In conclusion, vasculopathy associated with NF-1 is rare condition. However, ruptured aneurysms can cause a fatal hemothorax and secondary complications such as blood flow disturbances. Imaging techniques to determine the extent of the lesion, detect complications, and plan treatment methods including endovascular intervention or surgery should be carefully performed.

Figures and Tables

Fig. 1
A 34-year-old man with neurofibromatosis.
A. Chest radiography reveals a large degree of left pleural effusion with passive atelectasis. The trachea has also shifted to the right side.
B. Thoracic CT angiography reveals a pseudoaneurysm (asterisk) 3.8 cm in size in the left proximal vertebral artery (white arrow). The left subclavian artery (black arrow) is compressed by an aneurysm with a hematoma.

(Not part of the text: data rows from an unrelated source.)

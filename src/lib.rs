pub mod canvas_file;
#[cfg(feature = "cli")]
pub mod cli;
pub mod config;
pub mod error;
pub mod ir;
pub mod layout;
pub mod llm;
pub mod notes;
pub mod parser;
pub mod render;
pub mod server;
pub mod service;
pub mod store;
pub mod theme;
pub mod validate;

pub use canvas_file::{parse_canvas, sanitize_file_name, save_canvas, to_canvas_json};
#[cfg(feature = "cli")]
pub use cli::run;
pub use config::{Config, LayoutStyle, TaskColoring, load_config};
pub use error::{CanvasError, Result};
pub use ir::{Archetype, LayoutInput};
pub use layout::{Edge, Graph, Node, compute_layout, layout_text};
pub use parser::extract;
pub use service::{CanvasRequest, CanvasService};
pub use store::{FsVault, MemoryVault, Vault};
pub use validate::{validate, validate_value};
use crate::layout::{DEFAULT_NODE_HEIGHT, DEFAULT_NODE_WIDTH, Edge, Graph, Node, NodeKind, Side, new_id};
use log::{debug, warn};
use serde_json::Value;
use std::collections::HashSet;

/// Normalizes an untyped canvas document (typically model output) into a
/// valid graph. Missing geometry gets defaults, missing ids are generated,
/// and edges pointing at unknown nodes are dropped.
pub fn validate_value(raw: &Value) -> Graph {
    let nodes = raw
        .get("nodes")
        .and_then(Value::as_array)
        .map(|nodes| nodes.iter().map(node_from_value).collect())
        .unwrap_or_default();
    let edges = raw
        .get("edges")
        .and_then(Value::as_array)
        .map(|edges| edges.iter().filter_map(edge_from_value).collect())
        .unwrap_or_default();
    validate(Graph { nodes, edges })
}

/// Normalizes a typed graph. Every node ends up with a unique id and positive
/// size; edges keep only references that resolve inside the graph.
pub fn validate(graph: Graph) -> Graph {
    let mut node_ids: HashSet<String> = HashSet::new();
    let mut nodes = Vec::with_capacity(graph.nodes.len());
    for mut node in graph.nodes {
        if node.id.is_empty() || node_ids.contains(&node.id) {
            if !node.id.is_empty() {
                warn!("duplicate node id {}, assigning a fresh one", node.id);
            }
            node.id = fresh_id(&node_ids);
        }
        if !node.x.is_finite() {
            node.x = 0.0;
        }
        if !node.y.is_finite() {
            node.y = 0.0;
        }
        if !(node.width.is_finite() && node.width > 0.0) {
            node.width = DEFAULT_NODE_WIDTH;
        }
        if !(node.height.is_finite() && node.height > 0.0) {
            node.height = DEFAULT_NODE_HEIGHT;
        }
        node.text = non_empty(node.text);
        node.file = non_empty(node.file);
        node.url = non_empty(node.url);
        node.label = non_empty(node.label);
        node.color = non_empty(node.color);
        node_ids.insert(node.id.clone());
        nodes.push(node);
    }

    let mut edge_ids: HashSet<String> = HashSet::new();
    let mut edges = Vec::with_capacity(graph.edges.len());
    let mut dropped = 0usize;
    for mut edge in graph.edges {
        if !node_ids.contains(&edge.from_node) || !node_ids.contains(&edge.to_node) {
            debug!("dropping edge {} -> {}: unknown node", edge.from_node, edge.to_node);
            dropped += 1;
            continue;
        }
        if edge.id.is_empty() || edge_ids.contains(&edge.id) {
            edge.id = fresh_id(&edge_ids);
        }
        edge.label = non_empty(edge.label);
        edge.color = non_empty(edge.color);
        edge_ids.insert(edge.id.clone());
        edges.push(edge);
    }
    if dropped > 0 {
        warn!("dropped {dropped} edge(s) referencing missing nodes");
    }

    Graph { nodes, edges }
}

fn node_from_value(value: &Value) -> Node {
    let kind = value
        .get("type")
        .and_then(Value::as_str)
        .and_then(NodeKind::from_token)
        .unwrap_or_default();
    Node {
        id: truthy_string(value.get("id")).unwrap_or_default(),
        kind,
        x: number_or(value.get("x"), 0.0),
        y: number_or(value.get("y"), 0.0),
        width: number_or(value.get("width"), DEFAULT_NODE_WIDTH),
        height: number_or(value.get("height"), DEFAULT_NODE_HEIGHT),
        text: truthy_string(value.get("text")),
        file: truthy_string(value.get("file")),
        url: truthy_string(value.get("url")),
        label: truthy_string(value.get("label")),
        color: truthy_string(value.get("color")),
    }
}

fn edge_from_value(value: &Value) -> Option<Edge> {
    // Without both endpoints the edge can never resolve.
    let from_node = truthy_string(value.get("fromNode"))?;
    let to_node = truthy_string(value.get("toNode"))?;
    Some(Edge {
        id: truthy_string(value.get("id")).unwrap_or_default(),
        from_node,
        to_node,
        from_side: side(value.get("fromSide")),
        to_side: side(value.get("toSide")),
        label: truthy_string(value.get("label")),
        color: truthy_string(value.get("color")),
    })
}

fn side(value: Option<&Value>) -> Option<Side> {
    value.and_then(Value::as_str).and_then(Side::from_token)
}

fn number_or(value: Option<&Value>, default: f32) -> f32 {
    value
        .and_then(Value::as_f64)
        .map(|v| v as f32)
        .filter(|v| v.is_finite())
        .unwrap_or(default)
}

fn truthy_string(value: Option<&Value>) -> Option<String> {
    match value? {
        Value::String(s) if !s.is_empty() => Some(s.clone()),
        Value::Number(n) if n.as_f64() != Some(0.0) => Some(n.to_string()),
        _ => None,
    }
}

fn non_empty(value: Option<String>) -> Option<String> {
    value.filter(|s| !s.is_empty())
}

fn fresh_id(taken: &HashSet<String>) -> String {
    loop {
        let id = new_id();
        if !taken.contains(&id) {
            return id;
        }
    }
}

C. Vertebral angiography after embolization with a microcoil was performed to treat a pseudoaneurysm (asterisk) 3.8 cm in size originating from the left proximal vertebral artery (black arrow) and an 80% narrowing of the left mid-subclavian artery.
D. Thoracic aortography after coil embolization (asterisk) and stent deployment (arrows) shows patency of left subclavian artery and occlusion of distal portion of left vertebral artery.
E. On thoracic CT performed 13 days after embolization and surgery, an in-stent occlusion within the left subclavian artery (arrow) attached to a perivertebral hematoma (asterisk) is detected.
F. An oblique coronal CT scan with maximal intensity projection shows good patency within the left common carotid artery to the left subclavian artery bypass graft (dotted arrows) and an occluded stent in the left subclavian artery (arrow).